In loving memory of Rubin Strum

Few people realize that my father had great difficulties in his early life. Even we, his closest family never learned the details, but we know he grew up in an orphanage in spite of the fact that both his parents were still alive. He must have felt abandoned, disconnected, and distinctly unloved. I think this sad circumstance must have shaped his character – my father expected nothing from life. But this sad circumstance did not make him bitter or mean. On the contrary, my father was remarkably selfless and giving.

My father was never interested in trends, never expressed strong desires, and never spoke about himself.
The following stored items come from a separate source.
//! Load balancing of banks across a fixed number of workers.
//!
//! Banks are measured in chunks of at most `chunk_size` events. A balanced
//! partitioning groups banks so that each group of workers carries a
//! similar number of chunks per worker; workers inside a group then take
//! the group's chunks round-robin.

use crate::{Error, LoadRange, Result};

#[cfg(feature = "serde")]
use serde::{Deserialize, Serialize};

/// A group of banks loaded cooperatively by `workers` workers.
#[derive(Clone, Debug, Default, PartialEq, Eq)]
#[cfg_attr(feature = "serde", derive(Serialize, Deserialize))]
pub struct Partition {
    pub workers: usize,
    pub banks: Vec<usize>,
}

/// Computes per-worker load ranges for a set of banks.
#[derive(Clone, Debug)]
pub struct Chunker {
    worker: usize,
    chunk_size: usize,
    bank_sizes: Vec<usize>,
    chunk_counts: Vec<usize>,
    partitioning: Vec<Partition>,
}

impl Chunker {
    /// Creates a chunker for worker `worker` out of `num_workers`.
    ///
    /// # Errors
    /// Returns an error if `num_workers` or `chunk_size` is 0, or if
    /// `worker` is not below `num_workers`.
    pub fn new(
        num_workers: usize,
        worker: usize,
        bank_sizes: Vec<usize>,
        chunk_size: usize,
    ) -> Result<Self> {
        if num_workers == 0 {
            return Err(Error::ConfigError(
                "number of workers must be at least 1".to_string(),
            ));
        }
        if worker >= num_workers {
            return Err(Error::ConfigError(format!(
                "worker {worker} out of range for {num_workers} workers"
            )));
        }
        if chunk_size == 0 {
            return Err(Error::ConfigError(
                "chunk size must be at least 1".to_string(),
            ));
        }

        let chunk_counts: Vec<usize> = bank_sizes
            .iter()
            .map(|&size| size.div_ceil(chunk_size))
            .collect();
        let partitioning = Self::make_balanced_partitioning(num_workers, &chunk_counts);

        Ok(Self {
            worker,
            chunk_size,
            bank_sizes,
            chunk_counts,
            partitioning,
        })
    }

    #[must_use]
    pub fn chunk_size(&self) -> usize {
        self.chunk_size
    }

    /// Bank sizes in chunks.
    #[must_use]
    pub fn chunk_counts(&self) -> &[usize] {
        &self.chunk_counts
    }

    #[must_use]
    pub fn partitioning(&self) -> &[Partition] {
        &self.partitioning
    }

    /// Worker ids of each partition, numbered sequentially in partition order.
    #[must_use]
    pub fn make_worker_groups(&self) -> Vec<Vec<usize>> {
        let mut next = 0;
        self.partitioning
            .iter()
            .map(|partition| {
                let group: Vec<usize> = (next..next + partition.workers).collect();
                next += partition.workers;
                group
            })
            .collect()
    }

    /// Load ranges of this worker.
    ///
    /// The result is padded with zero-count ranges up to the largest
    /// per-worker chunk count of any partition, so every worker performs the
    /// same number of load steps.
    #[must_use]
    pub fn make_load_ranges(&self) -> Vec<LoadRange> {
        let mut ranges = Vec::new();
        let mut max_chunks = 0;
        let mut first_worker = 0;

        for partition in &self.partitioning {
            let chunks: usize = partition
                .banks
                .iter()
                .map(|&bank| self.chunk_counts[bank])
                .sum();
            max_chunks = max_chunks.max(chunks.div_ceil(partition.workers));

            let group = first_worker..first_worker + partition.workers;
            if group.contains(&self.worker) {
                let offset = self.worker - first_worker;
                let mut slot = 0usize;
                for &bank in &partition.banks {
                    let size = self.bank_sizes[bank];
                    for chunk in 0..self.chunk_counts[bank] {
                        if slot % partition.workers == offset {
                            let start = chunk * self.chunk_size;
                            let count = self.chunk_size.min(size - start);
                            ranges.push(LoadRange::new(bank, start, count));
                        }
                        slot += 1;
                    }
                }
            }
            first_worker += partition.workers;
        }

        ranges.resize(max_chunks, LoadRange::padding());
        ranges
    }

    /// Greedy largest-first bin packing of `sizes` onto `workers` workers.
    ///
    /// Every index of `sizes` appears in exactly one partition and the
    /// worker counts sum to `workers`. The result depends only on the inputs.
    #[must_use]
    pub fn make_balanced_partitioning(workers: usize, sizes: &[usize]) -> Vec<Partition> {
        let workers = workers.max(1);
        let total: usize = sizes.iter().sum();
        if total == 0 {
            return vec![Partition {
                workers,
                banks: (0..sizes.len()).collect(),
            }];
        }

        let mut order: Vec<usize> = (0..sizes.len()).collect();
        order.sort_by(|&a, &b| sizes[b].cmp(&sizes[a]));

        let share = total.div_ceil(workers);
        let step = (share / 16).max(1);
        let mut padding = 0;
        let mut partitioning = loop {
            let candidate = greedy_partitioning(workers, sizes, &order, share, padding);
            if candidate.len() <= workers {
                break candidate;
            }
            padding += step;
        };

        let loads: Vec<usize> = partitioning
            .iter()
            .map(|partition| partition.banks.iter().map(|&bank| sizes[bank]).sum())
            .collect();
        let mut assigned: usize = partitioning.iter().map(|partition| partition.workers).sum();
        while assigned > workers {
            let Some(chosen) = best_worker_removal(&partitioning, &loads) else {
                break;
            };
            partitioning[chosen].workers -= 1;
            assigned -= 1;
        }
        if assigned < workers {
            partitioning.push(Partition {
                workers: workers - assigned,
                banks: Vec::new(),
            });
        }

        partitioning
    }
}

fn greedy_partitioning(
    workers: usize,
    sizes: &[usize],
    order: &[usize],
    share: usize,
    padding: usize,
) -> Vec<Partition> {
    let total: usize = sizes.iter().sum();
    let mut processed = vec![false; order.len()];
    let mut partitioning = Vec::new();

    for i in 0..order.len() {
        if processed[i] {
            continue;
        }
        processed[i] = true;
        let index = order[i];
        let size = sizes[index];
        let group_workers = (workers * size).div_ceil(total).max(1);
        let mut remaining = (group_workers * share + padding).saturating_sub(size);
        let mut banks = vec![index];

        for j in i + 1..order.len() {
            if processed[j] {
                continue;
            }
            let candidate = sizes[order[j]];
            if candidate <= remaining {
                remaining -= candidate;
                banks.push(order[j]);
                processed[j] = true;
            }
        }

        partitioning.push(Partition {
            workers: group_workers,
            banks,
        });
    }

    partitioning
}

/// Index of the partition whose loss of one worker yields the smallest
/// maximum per-worker load. Only partitions with more than one worker qualify.
#[allow(clippy::cast_precision_loss)]
fn best_worker_removal(partitioning: &[Partition], loads: &[usize]) -> Option<usize> {
    let mut best: Option<(usize, f64)> = None;
    for candidate in 0..partitioning.len() {
        if partitioning[candidate].workers < 2 {
            continue;
        }
        let max_load = partitioning
            .iter()
            .zip(loads)
            .enumerate()
            .map(|(k, (partition, &load))| {
                let workers = if k == candidate {
                    partition.workers - 1
                } else {
                    partition.workers
                };
                load as f64 / workers as f64
            })
            .fold(0.0, f64::max);
        match best {
            Some((_, current)) if current <= max_load => {}
            _ => best = Some((candidate, max_load)),
        }
    }
    best.map(|(index, _)| index)
}

#[cfg(test)]
mod tests {
    use super::*;

    fn assert_cover(partitioning: &[Partition], workers: usize, bank_count: usize) {
        let mut seen = vec![0usize; bank_count];
        for partition in partitioning {
            for &bank in &partition.banks {
                seen[bank] += 1;
            }
        }
        assert!(seen.iter().all(|&count| count == 1), "banks {seen:?}");
        let total: usize = partitioning.iter().map(|p| p.workers).sum();
        assert_eq!(total, workers);
    }

    #[test]
    fn test_single_worker_gets_everything() {
        let partitioning = Chunker::make_balanced_partitioning(1, &[3, 1, 2]);
        assert_eq!(partitioning.len(), 1);
        assert_eq!(partitioning[0].workers, 1);
        assert_eq!(partitioning[0].banks, vec![0, 2, 1]);
    }

    #[test]
    fn test_equal_banks_equal_workers() {
        let partitioning = Chunker::make_balanced_partitioning(4, &[10, 10, 10, 10]);
        assert_cover(&partitioning, 4, 4);
        assert!(partitioning.iter().all(|p| p.banks.len() == 1 && p.workers == 1));
    }

    #[test]
    fn test_large_bank_gets_more_workers() {
        let partitioning = Chunker::make_balanced_partitioning(4, &[30, 5, 5]);
        assert_cover(&partitioning, 4, 3);
        assert_eq!(partitioning[0].banks[0], 0);
        assert!(partitioning[0].workers >= 2);
    }

    #[test]
    fn test_rounding_correction_keeps_worker_total() {
        let sizes = [7, 7, 7];
        let partitioning = Chunker::make_balanced_partitioning(2, &sizes);
        assert_cover(&partitioning, 2, 3);
    }

    #[test]
    fn test_excess_workers_removed_from_least_loaded_side() {
        let partitioning = Chunker::make_balanced_partitioning(3, &[10, 9]);
        assert_eq!(
            partitioning,
            vec![
                Partition {
                    workers: 2,
                    banks: vec![0]
                },
                Partition {
                    workers: 1,
                    banks: vec![1]
                },
            ]
        );
    }

    #[test]
    fn test_leftover_workers_get_padding_partition() {
        let partitioning = Chunker::make_balanced_partitioning(3, &[5, 5, 5, 5]);
        assert_cover(&partitioning, 3, 4);
        let last = partitioning.last().unwrap();
        assert!(last.banks.is_empty());
        assert_eq!(last.workers, 1);
    }

    #[test]
    fn test_all_zero_sizes() {
        let partitioning = Chunker::make_balanced_partitioning(3, &[0, 0]);
        assert_eq!(
            partitioning,
            vec![Partition {
                workers: 3,
                banks: vec![0, 1]
            }]
        );
    }

    #[test]
    fn test_no_banks() {
        let partitioning = Chunker::make_balanced_partitioning(2, &[]);
        assert_cover(&partitioning, 2, 0);
    }

    #[test]
    fn test_zero_bank_joins_existing_group() {
        let partitioning = Chunker::make_balanced_partitioning(2, &[4, 0, 4]);
        assert_cover(&partitioning, 2, 3);
        assert!(partitioning.iter().all(|p| p.banks.first() != Some(&1)));
    }

    #[test]
    fn test_deterministic() {
        let sizes = [13, 2, 9, 9, 1, 0, 27, 4];
        let first = Chunker::make_balanced_partitioning(5, &sizes);
        for _ in 0..5 {
            assert_eq!(Chunker::make_balanced_partitioning(5, &sizes), first);
        }
    }

    #[test]
    fn test_load_ranges_single_bank() {
        let chunker = Chunker::new(1, 0, vec![7], 2).unwrap();
        assert_eq!(
            chunker.make_load_ranges(),
            vec![
                LoadRange::new(0, 0, 2),
                LoadRange::new(0, 2, 2),
                LoadRange::new(0, 4, 2),
                LoadRange::new(0, 6, 1),
            ]
        );
    }

    #[test]
    fn test_load_ranges_padded_to_common_length() {
        let sizes = vec![10, 2];
        let lengths: Vec<usize> = (0..2)
            .map(|worker| {
                Chunker::new(2, worker, sizes.clone(), 1)
                    .unwrap()
                    .make_load_ranges()
                    .len()
            })
            .collect();
        assert_eq!(lengths[0], lengths[1]);
    }

    #[test]
    fn test_zero_bank_has_no_ranges() {
        let chunker = Chunker::new(1, 0, vec![0, 3], 2).unwrap();
        let ranges = chunker.make_load_ranges();
        assert!(ranges.iter().all(|range| range.bank_index == 1));
        assert_eq!(ranges.len(), 2);
    }

    #[test]
    fn test_worker_groups() {
        let chunker = Chunker::new(4, 0, vec![30, 5, 5], 1).unwrap();
        let groups = chunker.make_worker_groups();
        let flat: Vec<usize> = groups.iter().flatten().copied().collect();
        assert_eq!(flat, vec![0, 1, 2, 3]);
    }

    #[test]
    fn test_invalid_construction() {
        assert!(Chunker::new(0, 0, vec![1], 1).is_err());
        assert!(Chunker::new(2, 2, vec![1], 1).is_err());
        assert!(Chunker::new(2, 0, vec![1], 0).is_err());
    }
}
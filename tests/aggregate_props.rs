use std::collections::{BTreeMap, HashSet};

use energy_series::series::types::{
    FieldReducerSpec, FieldValue, MS_PER_MINUTE, NormalizedRecord, Reducer,
};
use energy_series::series::{aggregate, day_boundary_ticks, estimate_interval_minutes};
use proptest::prelude::*;

const JAN_1_2024: i64 = 1_704_067_200_000;

/// Strictly increasing series: gaps of 1..=90 minutes, `kwh` possibly null.
fn arb_series() -> impl Strategy<Value = Vec<NormalizedRecord>> {
    proptest::collection::vec((1i64..=90, prop::option::of(-500i32..500)), 1..400).prop_map(
        |steps| {
            let mut ts = JAN_1_2024;
            steps
                .into_iter()
                .map(|(gap, kwh)| {
                    ts += gap * MS_PER_MINUTE;
                    let mut fields = BTreeMap::new();
                    fields.insert("one".to_string(), FieldValue::Number(1.0));
                    fields.insert(
                        "kwh".to_string(),
                        kwh.map_or(FieldValue::Null, |v| FieldValue::Number(f64::from(v))),
                    );
                    NormalizedRecord {
                        timestamp: ts,
                        time_step_label: ts.to_string(),
                        fields,
                    }
                })
                .collect()
        },
    )
}

fn reducers() -> FieldReducerSpec {
    FieldReducerSpec::new()
        .with("one", Reducer::Sum)
        .with("kwh", Reducer::Sum)
}

proptest! {
    #[test]
    fn every_record_lands_in_exactly_one_bucket(
        series in arb_series(),
        extra in 0u32..120,
    ) {
        let interval = estimate_interval_minutes(&series) + extra;
        let buckets = aggregate(&series, interval, &reducers());

        let counted: f64 = buckets.iter().filter_map(|b| b.number("one")).sum();
        prop_assert_eq!(counted as usize, series.len());
    }

    #[test]
    fn sums_are_conserved(series in arb_series(), interval in 1u32..=60) {
        let buckets = aggregate(&series, interval, &reducers());

        let input: f64 = series.iter().filter_map(|r| r.number("kwh")).sum();
        let output: f64 = buckets.iter().map(|b| b.number("kwh").unwrap_or(0.0)).sum();
        prop_assert_eq!(input, output);
    }

    #[test]
    fn buckets_start_at_records_and_increase(series in arb_series(), interval in 1u32..=60) {
        let buckets = aggregate(&series, interval, &reducers());
        let starts: HashSet<i64> = series.iter().map(|r| r.timestamp).collect();

        prop_assert_eq!(buckets.first().map(|b| b.timestamp), series.first().map(|r| r.timestamp));
        for pair in buckets.windows(2) {
            prop_assert!(pair[0].timestamp < pair[1].timestamp);
        }
        for b in &buckets {
            prop_assert!(starts.contains(&b.timestamp));
        }
    }

    #[test]
    fn ticks_are_unique(series in arb_series(), interval in 1u32..=60) {
        let buckets = aggregate(&series, interval, &reducers());
        let ticks = day_boundary_ticks(&buckets, interval);
        let unique: HashSet<&String> = ticks.iter().collect();
        prop_assert_eq!(unique.len(), ticks.len());
    }

    #[test]
    fn record_level_ticks_are_unique(series in arb_series(), interval in 1u32..=60) {
        let ticks = day_boundary_ticks(&series, interval);
        let unique: HashSet<&String> = ticks.iter().collect();
        prop_assert_eq!(unique.len(), ticks.len());
    }
}
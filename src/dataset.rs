//! A loaded dataset: profile plus normalized series, ready to chart.

use tracing::info;

use crate::config::DatasetProfile;
use crate::series::interval::estimate_interval_minutes;
use crate::series::markers::{EvEvent, ev_events};
use crate::series::normalize::normalize;
use crate::series::types::{FieldReducerSpec, NormalizedRecord, RawRecord, TimeWindow};
use crate::series::view::{ChartFrame, ChartView};
use crate::series::window::{data_bounds, filter_window};

/// One dataset normalized under its profile.
///
/// The series is immutable once built; views and frames are derived from it
/// on demand.
#[derive(Debug, Clone)]
pub struct Dataset {
    profile: DatasetProfile,
    reducers: FieldReducerSpec,
    series: Vec<NormalizedRecord>,
}

impl Dataset {
    /// Normalizes `rows` under `profile`.
    pub fn from_rows(rows: &[RawRecord], profile: DatasetProfile) -> Self {
        let series = normalize(rows, &profile.sentinel_policy());
        let reducers = profile.reducers();
        info!(
            dataset = %profile.dataset.name,
            rows = rows.len(),
            records = series.len(),
            base_interval = estimate_interval_minutes(&series),
            "dataset normalized"
        );
        Self {
            profile,
            reducers,
            series,
        }
    }

    pub fn profile(&self) -> &DatasetProfile {
        &self.profile
    }

    pub fn reducers(&self) -> &FieldReducerSpec {
        &self.reducers
    }

    pub fn series(&self) -> &[NormalizedRecord] {
        &self.series
    }

    /// Full-day range covered by the data.
    pub fn bounds(&self) -> Option<TimeWindow> {
        data_bounds(&self.series)
    }

    /// Initial view: native interval, first `default_days` days.
    pub fn view(&self) -> ChartView {
        ChartView::new(&self.series, self.profile.dataset.default_days)
    }

    /// Renders the dataset under `view`.
    pub fn render(&self, view: &ChartView) -> ChartFrame {
        view.render(&self.series, &self.reducers)
    }

    /// EV arrival/departure events inside the view's window.
    ///
    /// Empty for profiles without marker columns.
    pub fn events(&self, view: &ChartView) -> Vec<EvEvent> {
        match self.profile.marker_fields() {
            Some(fields) => ev_events(&filter_window(&self.series, &view.window()), &fields),
            None => Vec::new(),
        }
    }
}

#[cfg(test)]
mod tests {
    use super::*;

    fn charger_rows() -> Vec<RawRecord> {
        let rows = [
            ("2024-01-01T00:00:00Z", "1.00", "-1.00", "3", "Electric_Vehicle_2"),
            ("2024-01-01T01:00:00Z", "-1.00", "0.5", "0", "Electric_Vehicle_2"),
            ("2024-01-01T02:00:00Z", "2.00", "0.7", "1", "Electric_Vehicle_2"),
        ];
        rows.iter()
            .map(|(ts, kwh, soc, arrival, name)| {
                RawRecord::new()
                    .with("timestamp", *ts)
                    .with("Charger Consumption-kWh", *kwh)
                    .with("EV SOC-%", *soc)
                    .with("EV Arrival Time", *arrival)
                    .with("EV Name", *name)
            })
            .collect()
    }

    #[test]
    fn charger_dataset_renders_with_sentinels_and_scale() {
        let dataset = Dataset::from_rows(&charger_rows(), DatasetProfile::charger());
        let mut view = dataset.view();
        assert_eq!(view.base_interval(), 60);
        view.apply_interval(60);
        let frame = dataset.render(&view);
        assert_eq!(frame.buckets.len(), 3);
        assert_eq!(frame.buckets[0].number("EV SOC-%"), None);
        assert_eq!(frame.buckets[1].number("Charger Consumption-kWh"), None);
        assert_eq!(frame.buckets[1].number("EV SOC-%"), Some(50.0));
        assert_eq!(frame.ticks, vec!["2024-01-01T00:00:00"]);
    }

    #[test]
    fn charger_dataset_reports_arrivals() {
        let dataset = Dataset::from_rows(&charger_rows(), DatasetProfile::charger());
        let events = dataset.events(&dataset.view());
        assert_eq!(events.len(), 1);
        assert_eq!(events[0].ev_name, "EV2");
        assert_eq!(events[0].time_step_label, "2024-01-01T01:00:00Z");
    }

    #[test]
    fn profiles_without_markers_report_no_events() {
        let dataset = Dataset::from_rows(&charger_rows(), DatasetProfile::production());
        assert!(dataset.events(&dataset.view()).is_empty());
    }
}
At various times he took to computers, coin collecting, and his own peculiar chain-saw version of landscaping. Still, I’d categorize these interests as more curiosities than passions. What really defined him was his quiet pursuit of the aims of his family. He had an understated desire to give to those around him and to share his unique creativity and insights. He was completely generous with his family, providing us with a beautiful home, college educations, and extensive travel abroad. He provided for us, took care of us when we were sick, paid attention to us, and so much more.

In spite of all this giving, my father was always something of a loner, and passion seemed to be something he lived without. In fact, his lack of passion led me to suppose that he was just living on the surface of life without ever experiencing anything deep. It is only in recent weeks that I realized that I had been mistaken all these years.

My father lived out the last weeks of his life in a hospital bed. For most of this time he was unable to communicate. I expected this time to be morbid, clinical and tedious. Instead, I observed something incredible. Without being demanding – without even being able to demand – my father was constantly surrounded by people, in a room saturated with family and love.

Family histories are said to repeat, and I realize in retrospect that my father had dedicated himself to making sure that the patterns that characterized his own growing up – patterns of abandonment, disconnectedness and being unloved – would not continue to characterize our family. I am deeply thankful to him. I can hardly think of a better legacy! Rubin Strum, Dad…. I will miss you.